Cryptocurrencies differ significantly from traditional financial assets because they rely on new technologies and can experience large fluctuations in value, often experiencing sudden upswings or bubbles.
This paper applies machine learning techniques to the cryptocurrency market and examines several trading strategies. Regression and classification random forests (RFs) are employed in this study with data obtained from exchange trading information, lag returns, lagged volatility proxies, and Parkinson range volatility estimators as input.
Market Capitalization
Market capitalization of a cryptocurrency refers to its total current price multiplied by its outstanding shares or units, and serves as an important metric for investors when assessing potential returns from investing in digital currencies.
There is an increasing number of cryptocurrencies with significant market capitalization, both centralized and decentralized; Bitcoin being the most prominent among them and experiencing its price skyrocket recently.
Cryptocurrency prices fluctuate quickly and are highly unpredictable; however, their market trend tends to be upward. As more people become acquainted with cryptocurrencies like Bitcoin, their adoption will likely increase as people gain knowledge of them and come to rely on them as stores of value. Decentralization makes Bitcoin resistant to corruption and fraud while simultaneously serving as an invaluable store of value.

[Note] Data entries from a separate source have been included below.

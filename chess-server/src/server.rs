//! 服务器主逻辑

use std::sync::Arc;
use std::time::Duration;

use tokio::task::JoinHandle;
use tracing::{info, warn};

use protocol::{Connection, Listener, TcpListener};

use crate::config::ServerConfig;
use crate::connection::ConnectionSession;
use crate::liveness::LivenessSweeper;
use crate::player::PlayerTable;
use crate::registry::{BoardLayout, GameRegistry};

/// accept 失败后的重试间隔
const ACCEPT_RETRY_DELAY: Duration = Duration::from_millis(100);

/// 服务器状态（所有连接共享）
pub struct ServerState {
    pub config: ServerConfig,
    pub players: Arc<PlayerTable>,
    pub registry: Arc<GameRegistry>,
}

impl ServerState {
    pub fn new(config: ServerConfig) -> Self {
        let players = Arc::new(PlayerTable::new());
        let layout = match &config.initial_board {
            Some(path) => BoardLayout::File(path.clone()),
            None => BoardLayout::Standard,
        };
        let registry = Arc::new(GameRegistry::new(players.clone(), layout));
        Self {
            config,
            players,
            registry,
        }
    }
}

/// 国际象棋服务器
pub struct ChessServer {
    listener: TcpListener,
    state: Arc<ServerState>,
}

impl ChessServer {
    /// 绑定监听地址
    pub async fn bind(config: ServerConfig) -> protocol::Result<Self> {
        let listener = TcpListener::bind(&config.bind_addr).await?;
        Ok(Self {
            listener,
            state: Arc::new(ServerState::new(config)),
        })
    }

    pub fn local_addr(&self) -> Option<String> {
        self.listener.local_addr()
    }

    pub fn state(&self) -> Arc<ServerState> {
        self.state.clone()
    }

    /// 启动存活检测并开始接受连接
    pub async fn run(mut self) {
        let _sweeper = LivenessSweeper::new(
            self.state.players.clone(),
            self.state.registry.clone(),
            self.state.config.liveness_interval(),
        )
        .spawn();

        info!(addr = ?self.local_addr(), "chess server listening");

        loop {
            match self.listener.accept().await {
                Ok(conn) => {
                    let peer = conn.peer_addr().unwrap_or_else(|| "unknown".to_string());
                    info!(peer = %peer, "connection accepted");
                    let session = ConnectionSession::new(Box::new(conn), self.state.clone());
                    tokio::spawn(session.run());
                }
                Err(e) => {
                    // 文件描述符耗尽等情况下稍后重试
                    warn!(error = %e, "accept failed");
                    tokio::time::sleep(ACCEPT_RETRY_DELAY).await;
                }
            }
        }
    }

    /// 在后台任务中运行
    pub fn spawn(self) -> JoinHandle<()> {
        tokio::spawn(self.run())
    }
}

Market Capitation Ratio (MCR)
Cryptocurrencies are an emerging asset class utilizing cryptography for security. They tend to be free from government manipulation and control, making them ideal for trading on exchanges, holding as investments or paying debts.
Bitcoin, with a market cap of over $1 trillion, remains the premier cryptocurrency, but other cryptocurrencies have gained in popularity too; some may even go beyond Bitcoin in terms of value.

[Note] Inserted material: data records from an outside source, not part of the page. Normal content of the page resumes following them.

//! 真实服务端 + 两个客户端的完整流程

use std::sync::Arc;
use std::time::Duration;

use tokio::sync::mpsc::UnboundedReceiver;
use tokio::time::timeout;

use chess_client::ServerProxy;
use chess_server::{ChessServer, ServerConfig, ServerState};
use protocol::{Color, ErrorCode, GameUpdate, ProtocolError, PushCommand};

async fn start_server() -> String {
    start_server_with(200).await.0
}

async fn start_server_with(liveness_interval_ms: u64) -> (String, Arc<ServerState>) {
    let config = ServerConfig {
        bind_addr: "127.0.0.1:0".to_string(),
        liveness_interval_ms,
        probe_timeout_ms: 1000,
        ..ServerConfig::default()
    };
    let server = ChessServer::bind(config).await.unwrap();
    let addr = server.local_addr().unwrap();
    let state = server.state();
    server.spawn();
    (addr, state)
}

/// 等待下一条推送
async fn next_push(rx: &mut UnboundedReceiver<PushCommand>) -> PushCommand {
    timeout(Duration::from_secs(5), rx.recv())
        .await
        .expect("push timed out")
        .expect("push channel closed")
}

/// 跳过文本通知，等待下一条棋盘更新
async fn next_update(rx: &mut UnboundedReceiver<PushCommand>) -> GameUpdate {
    loop {
        if let PushCommand::UpdateGame(update) = next_push(rx).await {
            return update;
        }
    }
}

fn remote_code(err: ProtocolError) -> ErrorCode {
    match err {
        ProtocolError::Remote { code, .. } => code,
        other => panic!("expected error reply, got {other:?}"),
    }
}

#[tokio::test(flavor = "multi_thread", worker_threads = 2)]
async fn test_create_join_and_move() {
    let addr = start_server().await;
    let (mut white, mut white_rx) = ServerProxy::connect(&addr, "P1").await.unwrap();
    let (mut black, mut black_rx) = ServerProxy::connect(&addr, "P2").await.unwrap();

    let game_id = white.create_game(Color::White).await.unwrap();
    assert_eq!(game_id.len(), 6);
    assert_eq!(
        next_push(&mut white_rx).await,
        PushCommand::ReceiveMessage("White player has joined".to_string())
    );

    assert_eq!(black.join_game(&game_id).await.unwrap(), Color::Black);
    for rx in [&mut white_rx, &mut black_rx] {
        assert_eq!(
            next_push(rx).await,
            PushCommand::ReceiveMessage("Black player has joined".to_string())
        );
        assert_eq!(next_push(rx).await, PushCommand::StartGame);
    }

    white.move_piece(&game_id, (4, 6), (4, 4), "").await.unwrap();
    for rx in [&mut white_rx, &mut black_rx] {
        let update = next_update(rx).await;
        assert_eq!((update.from_x, update.from_y), (4, 6));
        assert_eq!((update.to_x, update.to_y), (4, 4));
        assert!(!update.game_over);
    }

    let snapshot = black.get_board(&game_id).await.unwrap();
    assert_eq!(snapshot.current_turn, 2);
    assert!(snapshot.white.iter().any(|f| f.kind == "pawn" && f.pos == "e4"));

    white.end_connection().await.unwrap();
    black.end_connection().await.unwrap();
}

#[tokio::test(flavor = "multi_thread", worker_threads = 2)]
async fn test_errors_do_not_close_connection() {
    let addr = start_server().await;
    let (mut white, _white_rx) = ServerProxy::connect(&addr, "P1").await.unwrap();
    let (mut black, _black_rx) = ServerProxy::connect(&addr, "P2").await.unwrap();

    let err = white.join_game("NOPE00").await.unwrap_err();
    assert_eq!(remote_code(err), ErrorCode::Game);

    let game_id = white.create_game(Color::White).await.unwrap();

    // 对手未加入前不能走棋
    let err = white.move_piece(&game_id, (4, 6), (4, 4), "").await.unwrap_err();
    assert_eq!(remote_code(err), ErrorCode::Player);

    black.join_game(&game_id).await.unwrap();

    let err = white.move_piece(&game_id, (4, 4), (4, 3), "").await.unwrap_err();
    match err {
        ProtocolError::Remote { code, message } => {
            assert_eq!(code, ErrorCode::IllegalMove);
            assert_eq!(message, "No figure on field 4,4");
        }
        other => panic!("unexpected error {other:?}"),
    }

    let err = black.move_piece(&game_id, (4, 1), (4, 3), "").await.unwrap_err();
    assert_eq!(remote_code(err), ErrorCode::IllegalMove);

    // 出错后同一连接仍可用
    white.move_piece(&game_id, (4, 6), (4, 4), "").await.unwrap();
    black.move_piece(&game_id, (4, 1), (4, 3), "").await.unwrap();
}

#[tokio::test(flavor = "multi_thread", worker_threads = 2)]
async fn test_leave_and_end_connection() {
    let addr = start_server().await;
    let (mut white, mut white_rx) = ServerProxy::connect(&addr, "P1").await.unwrap();
    let (mut black, _black_rx) = ServerProxy::connect(&addr, "P2").await.unwrap();

    let game_id = white.create_game(Color::White).await.unwrap();
    black.join_game(&game_id).await.unwrap();

    // 跳过加入通知和开局
    for _ in 0..3 {
        next_push(&mut white_rx).await;
    }

    black.end_connection().await.unwrap();
    assert_eq!(
        next_push(&mut white_rx).await,
        PushCommand::ReceiveMessage("Black player has left".to_string())
    );

    white.leave_game(&game_id).await.unwrap();
    let err = white.get_board(&game_id).await.unwrap_err();
    assert_eq!(remote_code(err), ErrorCode::Game);
}

#[tokio::test(flavor = "multi_thread", worker_threads = 2)]
async fn test_reconnect_after_drop_keeps_seat() {
    // 存活检测间隔足够长，旧通道只能由握手发现
    let (addr, state) = start_server_with(60_000).await;
    let (mut white, _white_rx) = ServerProxy::connect(&addr, "P1").await.unwrap();
    let (mut black, mut black_rx) = ServerProxy::connect(&addr, "P2").await.unwrap();

    let game_id = white.create_game(Color::White).await.unwrap();
    black.join_game(&game_id).await.unwrap();
    let stale = state.players.get("P1").await.unwrap();

    // 不发送 END_CONNECTION 直接断开
    drop(white);
    tokio::time::sleep(Duration::from_millis(50)).await;

    let (mut white, mut white_rx) = ServerProxy::connect(&addr, "P1").await.unwrap();
    white.move_piece(&game_id, (4, 6), (4, 4), "").await.unwrap();

    for rx in [&mut white_rx, &mut black_rx] {
        let update = next_update(rx).await;
        assert_eq!((update.to_x, update.to_y), (4, 4));
    }

    let current = state.players.get("P1").await.unwrap();
    assert!(!Arc::ptr_eq(&current, &stale));
    assert!(stale.is_broken());
    assert!(!current.is_broken());
    assert_eq!(state.registry.game_of("P1").await, Some(game_id.clone()));

    let snapshot = black.get_board(&game_id).await.unwrap();
    assert_eq!(snapshot.current_turn, 2);
}

#[tokio::test(flavor = "multi_thread", worker_threads = 2)]
async fn test_dropped_client_is_evicted() {
    let (addr, state) = start_server_with(200).await;
    let (mut white, _white_rx) = ServerProxy::connect(&addr, "P1").await.unwrap();
    let (mut black, mut black_rx) = ServerProxy::connect(&addr, "P2").await.unwrap();

    let game_id = white.create_game(Color::White).await.unwrap();
    black.join_game(&game_id).await.unwrap();

    drop(white);

    let left = PushCommand::ReceiveMessage("White player has left".to_string());
    while next_push(&mut black_rx).await != left {}

    assert!(state.players.get("P1").await.is_none());
    assert_eq!(state.registry.game_of("P1").await, None);
    assert_eq!(state.registry.game_of("P2").await, Some(game_id.clone()));

    // 留下的玩家仍可正常请求
    let snapshot = black.get_board(&game_id).await.unwrap();
    assert_eq!(snapshot.current_turn, 1);
}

Ripple offers banks a cross-border payment solution utilizing blockchain technology for international payments, with fast settlement times to reduce the costs of high-value international transactions that are otherwise slow and expensive. Their digital currency, XRP, was created specifically to assist with these transactions – though concerns exist that Ripple could use its control of total supply to manipulate market pricing, potentially devaluing it further and undermining its utility – though any change must go through a consensus mechanism between holders, which might prove challenging.
Price Index
Cryptocurrency prices are notoriously unstable and can rise or fall depending on supply and demand. Unlike stock markets, cryptocurrency values depend solely on public sentiment analysis – an outcome which can change at any moment.

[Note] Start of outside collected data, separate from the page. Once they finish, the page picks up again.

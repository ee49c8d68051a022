//! 推送接收
//!
//! 服务端通过反向连接推送 UPDATE_GAME 等命令，这里是客户端一侧的应答方。

use tokio::sync::mpsc;
use tokio::task::JoinHandle;
use tracing::{debug, info, warn};

use protocol::{Connection, ErrorCode, Frame, Listener, PushCommand, TcpListener};

/// 推送接收器
///
/// 依次接受服务端的反向连接，对每条推送回复确认，并转发给应用层。
pub struct PushReceiver {
    listener: TcpListener,
    tx: mpsc::UnboundedSender<PushCommand>,
}

impl PushReceiver {
    pub fn new(listener: TcpListener, tx: mpsc::UnboundedSender<PushCommand>) -> Self {
        Self { listener, tx }
    }

    pub fn spawn(self) -> JoinHandle<()> {
        tokio::spawn(self.run())
    }

    pub async fn run(mut self) {
        loop {
            match self.listener.accept().await {
                Ok(conn) => {
                    debug!(peer = ?conn.peer_addr(), "push channel opened");
                    if serve(conn, &self.tx).await {
                        return;
                    }
                }
                Err(e) => {
                    warn!(error = %e, "failed to accept push channel");
                    return;
                }
            }
        }
    }
}

/// 处理一条推送连接，直到 END_CONNECTION 或连接断开
///
/// 服务端发送了 END_CONNECTION 时返回 `true`。
pub async fn serve<C: Connection>(mut conn: C, tx: &mpsc::UnboundedSender<PushCommand>) -> bool {
    let mut ended = false;
    loop {
        let frame = match conn.offer(&PushCommand::menu()).await {
            Ok(frame) => frame,
            Err(e) if e.is_fatal() => {
                debug!(error = %e, "push channel closed");
                break;
            }
            Err(e) => {
                if conn.send(&Frame::error(ErrorCode::Transport, e.to_string())).await.is_err() {
                    break;
                }
                continue;
            }
        };

        let reply = match PushCommand::from_frame(&frame) {
            Ok(command) => {
                let finished = command == PushCommand::EndConnection;
                if command != PushCommand::StillAlive && tx.send(command).is_err() {
                    debug!("push receiver dropped by application");
                }
                if finished {
                    let _ = conn.send(&Frame::success()).await;
                    info!("server ended push channel");
                    ended = true;
                    break;
                }
                Frame::success()
            }
            Err(e) => {
                warn!(code = frame.code, error = %e, "malformed push");
                Frame::error(ErrorCode::StructuredData, e.to_string())
            }
        };

        if conn.send(&reply).await.is_err() {
            break;
        }
    }

    let _ = conn.close().await;
    ended
}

Bitcoin is the world’s most famous cryptocurrency, using a blockchain ledger to transfer value and make payments. Other cryptocurrencies, including Litecoin, Ethereum and Ripple employ similar technologies for transactions.
Bitcoin’s network is decentralized and cannot be controlled by one entity, its blockchain a shared record which updates constantly allowing wallets to calculate their spendable balance and new transactions to verify as spending those funds; furthermore it also ensures integrity and chronological order for transactions.
Volume
Recently, cryptocurrency research has received increased scrutiny in both finance and economics fields. Cryptocurrencies are characterized by relatively high market capitalizations and trading volumes; their volatility is greater than traditional securities like stocks, bonds, or foreign exchange; as such many researchers are exploring their dynamics using nonlinear approaches such as trajectory modelling and structural breaks.
These methods can be utilized to examine the directional spillover of risk across cryptocurrency markets, which could assist investors in designing investment portfolios that maximize returns while protecting themselves against nonidiosyncratic risks. Furthermore, knowledge of tail spillover between distinct crypto markets could aid policymakers in improving and maintaining financial stability.
We analyze the flow of shocks through a network of 27 pairwise links between five cryptocurrencies and three volatility indices, using 27 pairwise links in pairs as pairswise links between themselves. On average, we observe negative directional spillover between them, meaning they tend to transmit more shocks than receive them; net pairwise connectedness values shift more strongly toward positive axes for all markets except BTC and ETH.